A four-day course focused to anchor and broaden these basics in view of predictive simulation capabilities for scientists and engineers has been developed over the last decade by scientific staff of Ernst-Mach-Institut:

  • Dynamic Material Behaviour Part I: High Rate Testing and Theory [held in March 2017]

  • Dynamic Material Behaviour Part II: Simulation of Metals, Concrete and Composites

Part II focuses on predictive application simulations for three different material classes. Concrete modelling for ballistic applications and explosion effects on critical infrastructure is introduced from meso-scale shock analysis to macro-scale, multi-axial hydrocode models for general purposes.

Automotive crash and development of hypervelocity impact protection shields serve as applications for structural (CFRP) and protective composites (AFRP/PEFRP). Metal components are in many applications the baseline material type from which complex testing and modeling methods are derived.

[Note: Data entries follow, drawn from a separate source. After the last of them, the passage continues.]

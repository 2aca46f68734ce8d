//! Security Response Headers
//!
//! Headers are only set when the handler did not set them itself.

use axum::Router;
use axum::http::{HeaderName, HeaderValue, header};
use tower_http::set_header::SetResponseHeaderLayer;

const CONTENT_SECURITY_POLICY: &str = "default-src 'self'; \
     script-src 'self' 'unsafe-inline'; \
     style-src 'self' 'unsafe-inline'; \
     img-src 'self' data: https:";

const STRICT_TRANSPORT_SECURITY: &str = "max-age=31536000; includeSubDomains; preload";

const DEFAULT_HEADERS: [(HeaderName, &str); 6] = [
    (header::X_CONTENT_TYPE_OPTIONS, "nosniff"),
    (header::X_FRAME_OPTIONS, "SAMEORIGIN"),
    (header::REFERRER_POLICY, "no-referrer"),
    (header::CONTENT_SECURITY_POLICY, CONTENT_SECURITY_POLICY),
    (header::X_DNS_PREFETCH_CONTROL, "off"),
    (
        HeaderName::from_static("cross-origin-opener-policy"),
        "same-origin",
    ),
];

/// Wrap `router` with the security header layers
///
/// HSTS is only sent in production, where TLS terminates in front of us.
pub fn with_security_headers(mut router: Router, production: bool) -> Router {
    for (name, value) in DEFAULT_HEADERS {
        router = router.layer(SetResponseHeaderLayer::if_not_present(
            name,
            HeaderValue::from_static(value),
        ));
    }

    if production {
        router = router.layer(SetResponseHeaderLayer::if_not_present(
            header::STRICT_TRANSPORT_SECURITY,
            HeaderValue::from_static(STRICT_TRANSPORT_SECURITY),
        ));
    }

    router
}
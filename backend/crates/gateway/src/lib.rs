//! Gateway - HTTP entry point of the tournament platform
//!
//! Clean Architecture structure:
//! - `domain/` - Sessions, principals, origin policy, collaborator traits
//! - `application/` - Configuration and background maintenance
//! - `infra/` - Session store and identity strategy implementations
//! - `presentation/` - Pipeline stages, fault boundary, router table
//!
//! ## Request Flow
//! Every request passes the pipeline stages in a fixed order before it
//! reaches one of the five route modules (user, team, tournament, player,
//! wallet). Failures from any stage or router end at the fault boundary,
//! which logs them and renders `{ "success": false, "message": ... }`.
//!
//! ## Sessions
//! - Server-side records referenced by a signed `sid` cookie
//! - Saved lazily: no record and no cookie until something is written
//! - Fixed 24 hour lifetime from issuance

pub mod application;
pub mod domain;
pub mod error;
pub mod infra;
pub mod presentation;

// Re-exports for convenience
pub use application::config::{ConfigError, Environment, GatewayConfig};
pub use error::{GatewayError, GatewayResult};
pub use infra::identity::EmbeddedPrincipalStrategy;
pub use infra::memory::MemorySessionStore;
pub use infra::postgres::PgSessionStore;
pub use presentation::pipeline::{Collaborators, build_app};
pub use presentation::router::RouterTable;

// Re-export kernel error types for unified error handling
pub use kernel::error::{
    app_error::{AppError, AppResult},
    kind::ErrorKind,
};

// Convenience re-exports
pub mod context {
    pub use crate::presentation::context::*;
}

pub mod models {
    pub use crate::domain::principal::*;
    pub use crate::domain::session::*;
}

pub mod store {
    pub use crate::domain::repository::{IdentityStrategy, SessionStore};
}

pub mod router {
    pub use crate::presentation::router::*;
}
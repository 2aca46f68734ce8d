//! Error Kind - Classification of errors
//!
//! Defines the [`ErrorKind`] enum that maps to HTTP status codes.

use serde::Serialize;

/// エラー種別の列挙体
///
/// パイプラインおよびルートモジュールが宣言する失敗の分類です。
/// 各バリアントは RFC 9110 のステータスコードにマッピングされます。
/// 種別が宣言されていない失敗は [`ErrorKind::InternalServerError`] として扱われます。
///
/// ## Examples
/// ```rust
/// use kernel::error::kind::ErrorKind;
///
/// let kind = ErrorKind::PayloadTooLarge;
/// assert_eq!(kind.status_code(), 413);
/// assert_eq!(kind.as_str(), "Payload Too Large");
/// ```
#[derive(Debug, Clone, Copy, Default, PartialEq, Eq, Serialize)]
#[serde(rename_all = "SCREAMING_SNAKE_CASE")]
#[non_exhaustive]
pub enum ErrorKind {
    /// 400 - Bad Request: 不正なリクエスト（JSON 構文エラーなど）
    BadRequest,
    /// 401 - Unauthorized: プリンシパルが必要
    Unauthorized,
    /// 403 - Forbidden: 許可されていないオリジンなど
    Forbidden,
    /// 404 - Not Found: どのルートにも一致しない
    NotFound,
    /// 405 - Method Not Allowed
    MethodNotAllowed,
    /// 408 - Request Timeout: リクエスト処理の時間切れ
    RequestTimeout,
    /// 409 - Conflict: 現在の状態と競合
    Conflict,
    /// 413 - Payload Too Large: ボディサイズ上限超過
    PayloadTooLarge,
    /// 422 - Unprocessable Entity: 処理不可能なエンティティ
    UnprocessableEntity,
    /// 429 - Too Many Requests: レート制限超過
    TooManyRequests,
    /// 500 - Internal Server Error: 宣言なしの失敗の既定値
    #[default]
    InternalServerError,
    /// 501 - Not Implemented: 未配備のルートモジュール
    NotImplemented,
    /// 503 - Service Unavailable: 永続化層などが利用不可
    ServiceUnavailable,
}

impl ErrorKind {
    /// HTTP ステータスコードを取得
    ///
    /// ## Examples
    /// ```rust
    /// use kernel::error::kind::ErrorKind;
    /// assert_eq!(ErrorKind::Forbidden.status_code(), 403);
    /// assert_eq!(ErrorKind::default().status_code(), 500);
    /// ```
    #[inline]
    pub const fn status_code(&self) -> u16 {
        match self {
            ErrorKind::BadRequest => 400,
            ErrorKind::Unauthorized => 401,
            ErrorKind::Forbidden => 403,
            ErrorKind::NotFound => 404,
            ErrorKind::MethodNotAllowed => 405,
            ErrorKind::RequestTimeout => 408,
            ErrorKind::Conflict => 409,
            ErrorKind::PayloadTooLarge => 413,
            ErrorKind::UnprocessableEntity => 422,
            ErrorKind::TooManyRequests => 429,
            ErrorKind::InternalServerError => 500,
            ErrorKind::NotImplemented => 501,
            ErrorKind::ServiceUnavailable => 503,
        }
    }

    /// 標準的な理由フレーズを取得
    #[inline]
    pub const fn as_str(&self) -> &'static str {
        match self {
            ErrorKind::BadRequest => "Bad Request",
            ErrorKind::Unauthorized => "Unauthorized",
            ErrorKind::Forbidden => "Forbidden",
            ErrorKind::NotFound => "Not Found",
            ErrorKind::MethodNotAllowed => "Method Not Allowed",
            ErrorKind::RequestTimeout => "Request Timeout",
            ErrorKind::Conflict => "Conflict",
            ErrorKind::PayloadTooLarge => "Payload Too Large",
            ErrorKind::UnprocessableEntity => "Unprocessable Entity",
            ErrorKind::TooManyRequests => "Too Many Requests",
            ErrorKind::InternalServerError => "Internal Server Error",
            ErrorKind::NotImplemented => "Not Implemented",
            ErrorKind::ServiceUnavailable => "Service Unavailable",
        }
    }

    /// サーバー側のエラーかどうか（5xx）
    ///
    /// フォールトバウンダリはこれを使ってログレベルを決定します。
    #[inline]
    pub const fn is_server_error(&self) -> bool {
        self.status_code() >= 500
    }

    /// クライアント側のエラーかどうか（4xx）
    #[inline]
    pub const fn is_client_error(&self) -> bool {
        let code = self.status_code();
        code >= 400 && code < 500
    }
}

impl std::fmt::Display for ErrorKind {
    fn fmt(&self, f: &mut std::fmt::Formatter<'_>) -> std::fmt::Result {
        write!(f, "{}", self.as_str())
    }
}
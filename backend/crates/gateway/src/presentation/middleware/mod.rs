//! Pipeline Stages
//!
//! One module per stage. Stages are plain `axum::middleware` functions;
//! their order is decided by `presentation::pipeline`.

pub mod body;
pub mod cookies;
pub mod identity;
pub mod origin;
pub mod rate_limit;
pub mod security_headers;
pub mod session;
pub mod timeout;

pub use body::{BodyParsing, parse_body};
pub use cookies::parse_request_cookies;
pub use identity::attach_identity;
pub use origin::{cors_layer, enforce_origin};
pub use rate_limit::{RateLimitLayerState, limit_rate};
pub use security_headers::with_security_headers;
pub use session::{SessionLayerState, attach_session};
pub use timeout::enforce_timeout;
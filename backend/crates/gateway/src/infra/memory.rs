//! In-memory Session Store

use std::collections::HashMap;

use tokio::sync::RwLock;

use crate::domain::repository::SessionStore;
use crate::domain::session::SessionRecord;
use crate::error::GatewayResult;

/// Process-local session store; sessions are lost on restart
#[derive(Debug, Default)]
pub struct MemorySessionStore {
    sessions: RwLock<HashMap<String, SessionRecord>>,
}

impl MemorySessionStore {
    pub fn new() -> Self {
        Self::default()
    }

    pub async fn len(&self) -> usize {
        self.sessions.read().await.len()
    }

    pub async fn is_empty(&self) -> bool {
        self.sessions.read().await.is_empty()
    }
}

impl SessionStore for MemorySessionStore {
    async fn load(&self, id: &str) -> GatewayResult<Option<SessionRecord>> {
        let now_ms = chrono::Utc::now().timestamp_millis();
        let sessions = self.sessions.read().await;

        Ok(sessions
            .get(id)
            .filter(|record| !record.is_expired(now_ms))
            .cloned())
    }

    async fn save(&self, record: &SessionRecord) -> GatewayResult<()> {
        self.sessions
            .write()
            .await
            .insert(record.id.clone(), record.clone());
        Ok(())
    }

    async fn destroy(&self, id: &str) -> GatewayResult<()> {
        self.sessions.write().await.remove(id);
        Ok(())
    }

    async fn purge_expired(&self, now_ms: i64) -> GatewayResult<u64> {
        let mut sessions = self.sessions.write().await;
        let before = sessions.len();
        sessions.retain(|_, record| !record.is_expired(now_ms));
        Ok((before - sessions.len()) as u64)
    }
}

#[cfg(test)]
mod tests {
    use super::*;
    use crate::domain::session::SessionData;
    use serde_json::json;

    fn record(id: &str, issued_at_ms: i64, ttl_ms: i64) -> SessionRecord {
        let mut data = SessionData::new();
        data.insert("cart".into(), json!(["entry-fee"]));
        SessionRecord::new(id.to_string(), data, issued_at_ms, ttl_ms)
    }

    #[tokio::test]
    async fn test_save_load_destroy() {
        let store = MemorySessionStore::new();
        let now = chrono::Utc::now().timestamp_millis();

        store.save(&record("a", now, 60_000)).await.unwrap();
        let loaded = store.load("a").await.unwrap().unwrap();
        assert_eq!(loaded.data["cart"], json!(["entry-fee"]));

        store.destroy("a").await.unwrap();
        assert!(store.load("a").await.unwrap().is_none());
        store.destroy("a").await.unwrap();
    }

    #[tokio::test]
    async fn test_expired_sessions_are_invisible_and_purged() {
        let store = MemorySessionStore::new();
        let now = chrono::Utc::now().timestamp_millis();

        store.save(&record("old", now - 10_000, 5_000)).await.unwrap();
        store.save(&record("fresh", now, 60_000)).await.unwrap();

        assert!(store.load("old").await.unwrap().is_none());
        assert_eq!(store.purge_expired(now).await.unwrap(), 1);
        assert_eq!(store.len().await, 1);
    }
}
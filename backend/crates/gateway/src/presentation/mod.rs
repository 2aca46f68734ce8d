//! Presentation Layer
//!
//! Request context, pipeline stages, fault boundary and router table.

pub mod context;
pub mod fault;
pub mod middleware;
pub mod pipeline;
pub mod router;
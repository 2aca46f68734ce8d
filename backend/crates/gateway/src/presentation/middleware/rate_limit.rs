//! Rate Limiting Stage
//!
//! Fixed-window limit per client address. A client over the limit is
//! answered directly with the configured message; the limiter's response is
//! not a failure and is shown verbatim in every environment.

use std::net::SocketAddr;
use std::sync::Arc;
use std::time::Duration;

use axum::Json;
use axum::extract::{ConnectInfo, Request, State};
use axum::http::{HeaderMap, HeaderName, HeaderValue, StatusCode, header};
use axum::middleware::Next;
use axum::response::{IntoResponse, Response};
use kernel::ErrorEnvelope;
use platform::client::client_key;
use platform::rate_limit::{RateLimitConfig, RateLimitResult, RateLimitStore};

const RATELIMIT_LIMIT: HeaderName = HeaderName::from_static("ratelimit-limit");
const RATELIMIT_REMAINING: HeaderName = HeaderName::from_static("ratelimit-remaining");
const RATELIMIT_RESET: HeaderName = HeaderName::from_static("ratelimit-reset");

/// Rate limiting stage state
pub struct RateLimitLayerState<R> {
    pub store: Arc<R>,
    pub config: Arc<RateLimitConfig>,
    /// Keeps counters of different limiters apart in a shared store
    pub scope: &'static str,
    /// Key on forwarded headers instead of the socket address
    pub trust_proxy: bool,
}

impl<R> RateLimitLayerState<R> {
    pub fn new(store: Arc<R>, config: RateLimitConfig, scope: &'static str) -> Self {
        Self {
            store,
            config: Arc::new(config),
            scope,
            trust_proxy: false,
        }
    }

    pub fn trust_proxy(mut self, trust: bool) -> Self {
        self.trust_proxy = trust;
        self
    }
}

impl<R> Clone for RateLimitLayerState<R> {
    fn clone(&self) -> Self {
        Self {
            store: self.store.clone(),
            config: self.config.clone(),
            scope: self.scope,
            trust_proxy: self.trust_proxy,
        }
    }
}

fn reset_secs(retry_after: Duration) -> u64 {
    retry_after.as_secs().max(1)
}

fn insert_quota_headers(headers: &mut HeaderMap, config: &RateLimitConfig, result: &RateLimitResult) {
    headers.insert(RATELIMIT_LIMIT, HeaderValue::from(config.max_requests));
    headers.insert(RATELIMIT_REMAINING, HeaderValue::from(result.remaining));
    headers.insert(
        RATELIMIT_RESET,
        HeaderValue::from(reset_secs(result.retry_after)),
    );
}

/// 429 answer for a client over the limit
pub fn limit_exceeded(config: &RateLimitConfig, result: &RateLimitResult) -> Response {
    let mut response = (
        StatusCode::TOO_MANY_REQUESTS,
        Json(ErrorEnvelope::detailed(config.message.clone())),
    )
        .into_response();

    let headers = response.headers_mut();
    insert_quota_headers(headers, config, result);
    headers.insert(
        header::RETRY_AFTER,
        HeaderValue::from(reset_secs(result.retry_after)),
    );
    response
}

pub async fn limit_rate<R>(
    State(state): State<RateLimitLayerState<R>>,
    req: Request,
    next: Next,
) -> Response
where
    R: RateLimitStore + Send + Sync + 'static,
{
    let direct_ip = req
        .extensions()
        .get::<ConnectInfo<SocketAddr>>()
        .map(|info| info.0.ip());
    let client = client_key(req.headers(), direct_ip, state.trust_proxy);
    let key = format!("{}:{}", state.scope, client);

    let result = match state.store.check_and_increment(&key, &state.config).await {
        Ok(result) => result,
        Err(e) => {
            // Fail open: an unavailable limiter must not take the API down
            tracing::warn!(error = %e, scope = state.scope, "Rate limit check failed");
            return next.run(req).await;
        }
    };

    if !result.allowed {
        tracing::debug!(
            key = %key,
            retry_after_secs = result.retry_after.as_secs(),
            "Rate limit hit"
        );
        return limit_exceeded(&state.config, &result);
    }

    let mut response = next.run(req).await;
    insert_quota_headers(response.headers_mut(), &state.config, &result);
    response
}
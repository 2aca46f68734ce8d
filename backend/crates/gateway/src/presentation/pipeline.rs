//! Request Pipeline
//!
//! Assembles the stages around the router table. Request order, outermost
//! first:
//!
//! 1. compression (optional)
//! 2. security headers (optional)
//! 3. fault boundary
//! 4. panic catcher
//! 5. HTTP tracing
//! 6. request timeout
//! 7. global rate limit (optional)
//! 8. body parsing and sanitization
//! 9. cookie parsing
//! 10. session
//! 11. identity
//! 12. origin enforcement
//! 13. CORS
//!
//! A failing stage returns without calling the stages inside it.

use std::sync::Arc;

use axum::Router;
use axum::middleware::from_fn_with_state;
use platform::cookie::CookieSigner;
use platform::rate_limit::RateLimitStore;
use tower_http::catch_panic::CatchPanicLayer;
use tower_http::compression::CompressionLayer;
use tower_http::trace::TraceLayer;

use crate::application::config::GatewayConfig;
use crate::domain::origin::OriginPolicy;
use crate::domain::repository::{IdentityStrategy, SessionStore};
use crate::presentation::fault::{FaultBoundary, fault_boundary, panic_response};
use crate::presentation::middleware::{
    BodyParsing, RateLimitLayerState, SessionLayerState, attach_identity, attach_session,
    cors_layer, enforce_origin, enforce_timeout, limit_rate, parse_body, parse_request_cookies,
    with_security_headers,
};
use crate::presentation::router::RouterTable;

/// Shared services the pipeline stages depend on
pub struct Collaborators<S, I, R> {
    pub sessions: Arc<S>,
    pub identity: Arc<I>,
    pub rate_limits: Arc<R>,
}

/// Build the complete application: every stage plus the mounted routers
pub fn build_app<S, I, R>(
    config: &GatewayConfig,
    routes: RouterTable,
    collaborators: Collaborators<S, I, R>,
) -> Router
where
    S: SessionStore + Send + Sync + 'static,
    I: IdentityStrategy + Send + Sync + 'static,
    R: RateLimitStore + Send + Sync + 'static,
{
    let Collaborators {
        sessions,
        identity,
        rate_limits,
    } = collaborators;

    let routes = match &config.auth_rate_limit {
        Some(limit) => {
            let state = RateLimitLayerState::new(rate_limits.clone(), limit.clone(), "auth")
                .trust_proxy(config.trust_proxy);
            routes.map_user(|user| user.layer(from_fn_with_state(state, limit_rate::<R>)))
        }
        None => routes,
    };

    let policy = OriginPolicy::new(config.allowed_origins.iter().cloned());
    let signer = Arc::new(CookieSigner::new(config.secret_key.as_bytes()));

    let session_state = SessionLayerState {
        store: sessions,
        cookie: Arc::new(config.session_cookie()),
        signer: signer.clone(),
        ttl_ms: config.session.ttl_ms(),
    };
    let body_parsing = BodyParsing {
        limit: config.body_limit_bytes,
        sanitize: config.sanitize_input,
    };

    // Layers wrap everything added before them: innermost first
    let mut app = routes
        .into_router()
        .layer(cors_layer(&policy))
        .layer(from_fn_with_state(Arc::new(policy), enforce_origin))
        .layer(from_fn_with_state(identity, attach_identity::<I>))
        .layer(from_fn_with_state(session_state, attach_session::<S>))
        .layer(from_fn_with_state(signer, parse_request_cookies))
        .layer(from_fn_with_state(body_parsing, parse_body));

    if let Some(limit) = &config.rate_limit {
        let state = RateLimitLayerState::new(rate_limits, limit.clone(), "global")
            .trust_proxy(config.trust_proxy);
        app = app.layer(from_fn_with_state(state, limit_rate::<R>));
    }

    app = app
        .layer(from_fn_with_state(config.request_timeout, enforce_timeout))
        .layer(TraceLayer::new_for_http())
        .layer(CatchPanicLayer::custom(panic_response))
        .layer(from_fn_with_state(
            FaultBoundary {
                expose_detail: config.expose_error_detail(),
            },
            fault_boundary,
        ));

    if config.security_headers {
        app = with_security_headers(app, config.environment.is_production());
    }
    if config.compression {
        app = app.layer(CompressionLayer::new());
    }

    app
}
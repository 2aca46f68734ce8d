//! Cookie Parsing Stage

use std::collections::HashMap;
use std::sync::Arc;

use axum::extract::{Request, State};
use axum::http::HeaderMap;
use axum::middleware::Next;
use axum::response::Response;
use platform::cookie::{CookieSigner, parse_cookies};

use crate::presentation::context::RequestCookies;

/// Split the request's cookies into plain and verified signed values
///
/// A value in the signed layout whose signature does not verify is dropped.
pub fn read_cookies(headers: &HeaderMap, signer: &CookieSigner) -> RequestCookies {
    let mut plain = HashMap::new();
    let mut signed = HashMap::new();

    for (name, value) in parse_cookies(headers) {
        if !CookieSigner::is_signed_layout(&value) {
            plain.insert(name, value);
            continue;
        }
        match signer.unsign(&value) {
            Some(inner) => {
                signed.insert(name, inner);
            }
            None => tracing::debug!(cookie = %name, "Ignoring cookie with invalid signature"),
        }
    }

    RequestCookies::new(plain, signed)
}

pub async fn parse_request_cookies(
    State(signer): State<Arc<CookieSigner>>,
    mut req: Request,
    next: Next,
) -> Response {
    let cookies = read_cookies(req.headers(), &signer);
    req.extensions_mut().insert(cookies);
    next.run(req).await
}
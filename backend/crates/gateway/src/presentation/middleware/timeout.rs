//! Request Timeout Stage

use std::time::Duration;

use axum::extract::{Request, State};
use axum::middleware::Next;
use axum::response::Response;

use crate::error::GatewayError;

pub async fn enforce_timeout(
    State(limit): State<Duration>,
    req: Request,
    next: Next,
) -> Result<Response, GatewayError> {
    let path = req.uri().path().to_owned();

    match tokio::time::timeout(limit, next.run(req)).await {
        Ok(response) => Ok(response),
        Err(_) => {
            tracing::warn!(path = %path, timeout_secs = limit.as_secs(), "Request timed out");
            Err(GatewayError::Timeout(limit))
        }
    }
}
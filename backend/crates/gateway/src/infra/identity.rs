//! Embedded Principal Strategy
//!
//! Writes the whole principal into the session as JSON. Suitable when the
//! session store is trusted and principals carry no data that can go stale.

use kernel::error::app_error::{AppError, AppResult};

use crate::domain::principal::Principal;
use crate::domain::repository::IdentityStrategy;

#[derive(Debug, Clone, Copy, Default)]
pub struct EmbeddedPrincipalStrategy;

impl IdentityStrategy for EmbeddedPrincipalStrategy {
    fn serialize(&self, principal: &Principal) -> AppResult<String> {
        serde_json::to_string(principal)
            .map_err(|e| AppError::internal("Failed to serialize principal").with_source(e))
    }

    async fn deserialize(&self, key: &str) -> AppResult<Option<Principal>> {
        match serde_json::from_str(key) {
            Ok(principal) => Ok(Some(principal)),
            Err(e) => {
                tracing::warn!(error = %e, "Discarding unreadable principal from session");
                Ok(None)
            }
        }
    }
}
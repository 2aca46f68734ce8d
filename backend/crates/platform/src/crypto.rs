//! Cryptographic Utilities

use base64::{Engine, engine::general_purpose::URL_SAFE_NO_PAD};
use hmac::{Hmac, Mac};
use rand::{RngCore, rngs::OsRng};
use sha2::Sha256;

type HmacSha256 = Hmac<Sha256>;

/// Generate cryptographically secure random bytes
pub fn random_bytes(len: usize) -> Vec<u8> {
    let mut bytes = vec![0u8; len];
    OsRng.fill_bytes(&mut bytes);
    bytes
}

/// Random URL-safe token carrying `len` bytes of entropy
pub fn random_token(len: usize) -> String {
    to_base64url(&random_bytes(len))
}

/// Encode bytes as unpadded base64url
pub fn to_base64url(bytes: &[u8]) -> String {
    URL_SAFE_NO_PAD.encode(bytes)
}

/// Decode unpadded base64url
pub fn from_base64url(s: &str) -> Result<Vec<u8>, base64::DecodeError> {
    URL_SAFE_NO_PAD.decode(s)
}

/// Compute HMAC-SHA256 with a key of any length
pub fn hmac_sha256(key: &[u8], data: &[u8]) -> [u8; 32] {
    let mut mac = HmacSha256::new_from_slice(key).expect("HMAC can take key of any size");
    mac.update(data);
    mac.finalize().into_bytes().into()
}

/// Verify an HMAC-SHA256 tag in constant time
pub fn verify_hmac_sha256(key: &[u8], data: &[u8], tag: &[u8]) -> bool {
    let mut mac = HmacSha256::new_from_slice(key).expect("HMAC can take key of any size");
    mac.update(data);
    mac.verify_slice(tag).is_ok()
}
//! Platform Crate - Technical Infrastructure
//!
//! This crate provides shared technical foundations for the gateway:
//! - Cryptographic utilities (HMAC-SHA256, random tokens, Base64url)
//! - Cookie parsing, signing and `Set-Cookie` construction
//! - Client address resolution behind reverse proxies
//! - Rate limiting infrastructure

pub mod client;
pub mod cookie;
pub mod crypto;
pub mod rate_limit;
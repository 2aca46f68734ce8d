//! Body Parsing Stage
//!
//! Buffers JSON and URL-encoded bodies up to the configured limit, rejects
//! malformed JSON and optionally sanitizes it. The (possibly rewritten)
//! bytes are handed to the inner stages as the new request body.

use axum::body::{Body, Bytes};
use axum::extract::{Request, State};
use axum::http::{HeaderMap, HeaderValue, header};
use axum::middleware::Next;
use axum::response::Response;
use http_body_util::{BodyExt, LengthLimitError, Limited};
use serde_json::Value;

use crate::domain::sanitize::sanitize_json;
use crate::error::{GatewayError, GatewayResult};

/// Body parsing options
#[derive(Debug, Clone, Copy)]
pub struct BodyParsing {
    pub limit: usize,
    pub sanitize: bool,
}

#[derive(Debug, Clone, Copy, PartialEq, Eq)]
enum BodyKind {
    Json,
    UrlEncoded,
}

fn body_kind(headers: &HeaderMap) -> Option<BodyKind> {
    let content_type = headers.get(header::CONTENT_TYPE)?.to_str().ok()?;
    let essence = content_type
        .split(';')
        .next()
        .unwrap_or_default()
        .trim()
        .to_ascii_lowercase();

    if essence == "application/json" || essence.ends_with("+json") {
        Some(BodyKind::Json)
    } else if essence == "application/x-www-form-urlencoded" {
        Some(BodyKind::UrlEncoded)
    } else {
        None
    }
}

fn declared_length(headers: &HeaderMap) -> Option<usize> {
    headers
        .get(header::CONTENT_LENGTH)?
        .to_str()
        .ok()?
        .parse()
        .ok()
}

async fn read_limited(body: Body, limit: usize) -> GatewayResult<Bytes> {
    match Limited::new(body, limit).collect().await {
        Ok(collected) => Ok(collected.to_bytes()),
        Err(err) if err.downcast_ref::<LengthLimitError>().is_some() => {
            Err(GatewayError::PayloadTooLarge { limit })
        }
        Err(err) => Err(GatewayError::BodyRead(err.to_string())),
    }
}

/// Strict JSON: only an object or array may appear at the top level
fn parse_json(bytes: &[u8]) -> GatewayResult<Value> {
    let value: Value = serde_json::from_slice(bytes).map_err(GatewayError::MalformedJson)?;
    if value.is_object() || value.is_array() {
        Ok(value)
    } else {
        Err(GatewayError::JsonNotObjectOrArray)
    }
}

/// The buffered body is sent with a fixed length, never chunked
fn set_buffered_length(headers: &mut HeaderMap, len: usize) {
    headers.remove(header::TRANSFER_ENCODING);
    headers.insert(header::CONTENT_LENGTH, HeaderValue::from(len));
}

pub async fn parse_body(
    State(options): State<BodyParsing>,
    req: Request,
    next: Next,
) -> Result<Response, GatewayError> {
    let Some(kind) = body_kind(req.headers()) else {
        return Ok(next.run(req).await);
    };

    if declared_length(req.headers()).is_some_and(|len| len > options.limit) {
        return Err(GatewayError::PayloadTooLarge {
            limit: options.limit,
        });
    }

    let (mut parts, body) = req.into_parts();
    let mut bytes = read_limited(body, options.limit).await?;

    // An empty JSON body is treated as absent, not malformed
    if kind == BodyKind::Json && !bytes.is_empty() {
        let mut value = parse_json(&bytes)?;

        if options.sanitize && sanitize_json(&mut value) {
            tracing::debug!(path = %parts.uri.path(), "Sanitized request body");
            bytes = serde_json::to_vec(&value)
                .map(Bytes::from)
                .map_err(|e| GatewayError::BodyRead(e.to_string()))?;
        }
    }

    set_buffered_length(&mut parts.headers, bytes.len());

    Ok(next.run(Request::from_parts(parts, Body::from(bytes))).await)
}
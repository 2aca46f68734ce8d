//! Origin Enforcement and CORS

use std::sync::Arc;

use axum::extract::{Request, State};
use axum::http::{HeaderValue, header};
use axum::middleware::Next;
use axum::response::Response;
use tower_http::cors::{AllowHeaders, AllowMethods, AllowOrigin, CorsLayer};

use crate::domain::origin::{ALLOWED_HEADERS, ALLOWED_METHODS, OriginDecision, OriginPolicy};
use crate::error::GatewayError;

/// Reject browser requests from origins outside the allow-list
///
/// Requests without an `Origin` header are never rejected here.
pub async fn enforce_origin(
    State(policy): State<Arc<OriginPolicy>>,
    req: Request,
    next: Next,
) -> Result<Response, GatewayError> {
    // A header that is not visible ASCII cannot match any allowed origin
    let origin = req
        .headers()
        .get(header::ORIGIN)
        .map(|value| value.to_str().unwrap_or_default());

    match policy.check(origin) {
        OriginDecision::Rejected => Err(GatewayError::OriginNotAllowed(
            origin.unwrap_or_default().to_string(),
        )),
        OriginDecision::NoOrigin | OriginDecision::Allowed => Ok(next.run(req).await),
    }
}

/// CORS response headers and preflight answers for the allow-list
pub fn cors_layer(policy: &OriginPolicy) -> CorsLayer {
    let origins: Vec<HeaderValue> = policy
        .allowed_origins()
        .iter()
        .filter_map(|origin| HeaderValue::from_str(origin).ok())
        .collect();

    CorsLayer::new()
        .allow_origin(AllowOrigin::list(origins))
        .allow_methods(AllowMethods::list(ALLOWED_METHODS))
        .allow_headers(AllowHeaders::list(ALLOWED_HEADERS))
        .allow_credentials(true)
}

The course explains on a pragmatic level suitable discretisations in body-fixed and space-fixed coordinates, referring to mesh and particle based finite methods. Part II of the course is the continuation of Part I held in March 2017, but key principles are repeated (sections denoted as part 0), so that Part II will also be useful as stand-alone course for new participants.


Day 1 Day 2

Part I: Introduction

  • Introduction: FhI, EMI, Presenter, Strain Rates in Dynamic Applications

Part 0: Dynamic Stress Wave Analysis

  • Dynamic Stress Wave Analysis,
    Metal Strength Models

  • Shock Waves in Solids

Part V: Hydrocodes

  • Governing Equations, Referentials, Discretisations

  • Shock Treatment, including Strength,
    Hydrocode Cycle

  • Examples of Different Discretisations

  • Exercise 5: Space Protection Shield

Part 0: Repetition

  • Repetition: Stress Wave Analysis and Hydrocodes

Part VI: Concrete & Masonry

  • Meso- and Macromechanical Method for
    Equation of State

  • Macromechanical Models, Applications

  • Exercise 6: Impact Simulations on Metal,
    Concrete and Composites

  • Macromechanical Model for Masonry

Part VII: Composites

  • Orthotropic Nonlinear Strength and Equation of
    State; Protective and Structural Composites in Space

  • Crashworthiness of CFRP Laminate Structures

  • Multiscale Models for Composites

  • Modelling of Fabric Materials


Professor Werner RIEDEL is the Deputy Head of the Impact Physics Department of Ernst-Mach-Institut (EMI), Germany. He received degrees in Mechanical Engineering from the Technical Universities of Munich (1994) and Compiègne, France (1996). At EMI he specialised in numerical modelling of materials and components under dynamic loads. In 2000 he received the doctoral degree at the University of the German Armed Forces at Munich.

Selected project examples are the direction of the ADAMMO study for ESA, (material models for orbital debris impact on ISS) and the VITRUV project (urban security) in EU-FP7. Dr Riedel authored 103 scientific publications from 1996 to 2017. He was invited as Visiting Professor by Tokyo Institute of Technology in 2006 and 2010, and is Professor at Furtwangen University in Security & Safety Engineering since 2011. He is holding the position of a Visiting Associate Professor at NTU-CEE.